Work required:
Set the records down once more so that they match the source word for word.

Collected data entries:
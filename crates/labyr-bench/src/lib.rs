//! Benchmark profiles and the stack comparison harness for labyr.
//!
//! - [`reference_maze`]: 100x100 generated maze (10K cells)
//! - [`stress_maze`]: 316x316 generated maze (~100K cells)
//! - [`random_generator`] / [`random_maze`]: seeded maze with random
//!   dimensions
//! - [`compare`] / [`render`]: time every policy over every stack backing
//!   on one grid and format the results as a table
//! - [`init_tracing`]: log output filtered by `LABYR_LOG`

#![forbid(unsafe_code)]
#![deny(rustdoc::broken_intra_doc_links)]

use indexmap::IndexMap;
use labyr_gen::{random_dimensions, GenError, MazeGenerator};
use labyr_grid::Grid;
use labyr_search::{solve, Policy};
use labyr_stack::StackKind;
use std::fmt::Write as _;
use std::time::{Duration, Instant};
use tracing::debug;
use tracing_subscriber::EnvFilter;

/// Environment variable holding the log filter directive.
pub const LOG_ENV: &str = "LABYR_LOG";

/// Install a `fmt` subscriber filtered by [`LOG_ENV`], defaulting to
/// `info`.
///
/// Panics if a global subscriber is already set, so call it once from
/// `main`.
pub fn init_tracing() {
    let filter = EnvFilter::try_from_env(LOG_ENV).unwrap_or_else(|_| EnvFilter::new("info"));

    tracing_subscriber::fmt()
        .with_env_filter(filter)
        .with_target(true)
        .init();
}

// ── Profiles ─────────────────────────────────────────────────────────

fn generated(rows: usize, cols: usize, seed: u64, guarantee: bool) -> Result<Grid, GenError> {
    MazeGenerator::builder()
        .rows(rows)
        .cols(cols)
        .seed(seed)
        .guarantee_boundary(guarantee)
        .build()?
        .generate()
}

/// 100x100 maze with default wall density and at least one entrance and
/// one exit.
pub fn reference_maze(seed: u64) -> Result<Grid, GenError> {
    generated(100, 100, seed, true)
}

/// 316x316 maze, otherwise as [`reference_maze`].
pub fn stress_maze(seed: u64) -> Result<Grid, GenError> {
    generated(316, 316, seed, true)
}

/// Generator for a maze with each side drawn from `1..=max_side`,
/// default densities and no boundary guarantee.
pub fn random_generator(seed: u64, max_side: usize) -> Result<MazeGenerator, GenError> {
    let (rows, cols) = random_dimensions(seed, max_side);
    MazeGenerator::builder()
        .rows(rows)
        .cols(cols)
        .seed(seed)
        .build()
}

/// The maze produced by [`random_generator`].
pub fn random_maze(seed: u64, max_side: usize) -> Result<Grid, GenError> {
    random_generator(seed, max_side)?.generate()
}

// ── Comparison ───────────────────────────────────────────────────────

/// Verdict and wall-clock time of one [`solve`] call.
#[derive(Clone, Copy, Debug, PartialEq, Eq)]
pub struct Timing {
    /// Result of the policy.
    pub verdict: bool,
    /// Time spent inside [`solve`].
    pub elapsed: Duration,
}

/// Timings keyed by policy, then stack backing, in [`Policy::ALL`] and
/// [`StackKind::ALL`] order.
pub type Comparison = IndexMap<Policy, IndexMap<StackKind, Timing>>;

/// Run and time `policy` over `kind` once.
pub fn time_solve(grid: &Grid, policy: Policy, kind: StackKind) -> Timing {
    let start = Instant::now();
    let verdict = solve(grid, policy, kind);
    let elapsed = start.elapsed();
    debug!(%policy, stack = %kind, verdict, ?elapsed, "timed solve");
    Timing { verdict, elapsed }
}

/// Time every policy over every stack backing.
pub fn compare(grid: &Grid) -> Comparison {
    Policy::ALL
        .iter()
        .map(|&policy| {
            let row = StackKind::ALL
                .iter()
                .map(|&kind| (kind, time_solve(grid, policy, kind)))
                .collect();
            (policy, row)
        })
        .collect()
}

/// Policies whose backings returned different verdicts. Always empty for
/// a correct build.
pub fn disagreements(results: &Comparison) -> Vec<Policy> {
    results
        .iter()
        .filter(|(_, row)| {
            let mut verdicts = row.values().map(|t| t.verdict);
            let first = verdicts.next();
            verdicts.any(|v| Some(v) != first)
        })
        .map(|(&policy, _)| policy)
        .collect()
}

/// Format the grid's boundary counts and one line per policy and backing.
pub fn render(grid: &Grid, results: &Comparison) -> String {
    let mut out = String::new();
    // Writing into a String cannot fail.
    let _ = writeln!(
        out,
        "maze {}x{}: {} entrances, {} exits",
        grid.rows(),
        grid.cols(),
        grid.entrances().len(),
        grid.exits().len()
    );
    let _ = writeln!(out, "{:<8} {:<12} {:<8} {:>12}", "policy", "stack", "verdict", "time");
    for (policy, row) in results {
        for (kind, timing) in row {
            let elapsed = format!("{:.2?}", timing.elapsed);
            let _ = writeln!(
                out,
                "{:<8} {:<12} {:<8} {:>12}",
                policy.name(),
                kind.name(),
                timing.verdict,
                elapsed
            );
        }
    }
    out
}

Answer space:
filename crates/labyr-bench/src/lib.rs
//! Benchmark profiles and the stack comparison harness for labyr.
//!
//! - [`reference_maze`]: 100x100 generated maze (10K cells)
//! - [`stress_maze`]: 316x316 generated maze (~100K cells)
//! - [`random_generator`] / [`random_maze`]: seeded maze with random
//!   dimensions
//! - [`compare`] / [`render`]: time every policy over every stack backing
//!   on one grid and format the results as a table
//! - [`init_tracing`]: log output filtered by `LABYR_LOG`

#![forbid(unsafe_code)]
#![deny(rustdoc::broken_intra_doc_links)]

use indexmap::IndexMap;
use labyr_gen::{random_dimensions, GenError, MazeGenerator};
use labyr_grid::Grid;
use labyr_search::{solve, Policy};
use labyr_stack::StackKind;
use std::fmt::Write as _;
use std::time::{Duration, Instant};
use tracing::debug;
use tracing_subscriber::EnvFilter;

/// Environment variable holding the log filter directive.
pub const LOG_ENV: &str = "LABYR_LOG";

/// Install a `fmt` subscriber filtered by [`LOG_ENV`], defaulting to
/// `info`.
///
/// Panics if a global subscriber is already set, so call it once from
/// `main`.
pub fn init_tracing() {
    let filter = EnvFilter::try_from_env(LOG_ENV).unwrap_or_else(|_| EnvFilter::new("info"));

    tracing_subscriber::fmt()
        .with_env_filter(filter)
        .with_target(true)
        .init();
}

// ── Profiles ─────────────────────────────────────────────────────────

fn generated(rows: usize, cols: usize, seed: u64, guarantee: bool) -> Result<Grid, GenError> {
    MazeGenerator::builder()
        .rows(rows)
        .cols(cols)
        .seed(seed)
        .guarantee_boundary(guarantee)
        .build()?
        .generate()
}

/// 100x100 maze with default wall density and at least one entrance and
/// one exit.
pub fn reference_maze(seed: u64) -> Result<Grid, GenError> {
    generated(100, 100, seed, true)
}

/// 316x316 maze, otherwise as [`reference_maze`].
pub fn stress_maze(seed: u64) -> Result<Grid, GenError> {
    generated(316, 316, seed, true)
}

/// Generator for a maze with each side drawn from `1..=max_side`,
/// default densities and no boundary guarantee.
pub fn random_generator(seed: u64, max_side: usize) -> Result<MazeGenerator, GenError> {
    let (rows, cols) = random_dimensions(seed, max_side);
    MazeGenerator::builder()
        .rows(rows)
        .cols(cols)
        .seed(seed)
        .build()
}

/// The maze produced by [`random_generator`].
pub fn random_maze(seed: u64, max_side: usize) -> Result<Grid, GenError> {
    random_generator(seed, max_side)?.generate()
}

// ── Comparison ───────────────────────────────────────────────────────

/// Verdict and wall-clock time of one [`solve`] call.
#[derive(Clone, Copy, Debug, PartialEq, Eq)]
pub struct Timing {
    /// Result of the policy.
    pub verdict: bool,
    /// Time spent inside [`solve`].
    pub elapsed: Duration,
}

/// Timings keyed by policy, then stack backing, in [`Policy::ALL`] and
/// [`StackKind::ALL`] order.
pub type Comparison = IndexMap<Policy, IndexMap<StackKind, Timing>>;

/// Run and time `policy` over `kind` once.
pub fn time_solve(grid: &Grid, policy: Policy, kind: StackKind) -> Timing {
    let start = Instant::now();
    let verdict = solve(grid, policy, kind);
    let elapsed = start.elapsed();
    debug!(%policy, stack = %kind, verdict, ?elapsed, "timed solve");
    Timing { verdict, elapsed }
}

/// Time every policy over every stack backing.
pub fn compare(grid: &Grid) -> Comparison {
    Policy::ALL
        .iter()
        .map(|&policy| {
            let row = StackKind::ALL
                .iter()
                .map(|&kind| (kind, time_solve(grid, policy, kind)))
                .collect();
            (policy, row)
        })
        .collect()
}

/// Policies whose backings returned different verdicts. Always empty for
/// a correct build.
pub fn disagreements(results: &Comparison) -> Vec<Policy> {
    results
        .iter()
        .filter(|(_, row)| {
            let mut verdicts = row.values().map(|t| t.verdict);
            let first = verdicts.next();
            verdicts.any(|v| Some(v) != first)
        })
        .map(|(&policy, _)| policy)
        .collect()
}

/// Format the grid's boundary counts and one line per policy and backing.
pub fn render(grid: &Grid, results: &Comparison) -> String {
    let mut out = String::new();
    // Writing into a String cannot fail.
    let _ = writeln!(
        out,
        "maze {}x{}: {} entrances, {} exits",
        grid.rows(),
        grid.cols(),
        grid.entrances().len(),
        grid.exits().len()
    );
    let _ = writeln!(out, "{:<8} {:<12} {:<8} {:>12}", "policy", "stack", "verdict", "time");
    for (policy, row) in results {
        for (kind, timing) in row {
            let elapsed = format!("{:.2?}", timing.elapsed);
            let _ = writeln!(
                out,
                "{:<8} {:<12} {:<8} {:>12}",
                policy.name(),
                kind.name(),
                timing.verdict,
                elapsed
            );
        }
    }
    out
}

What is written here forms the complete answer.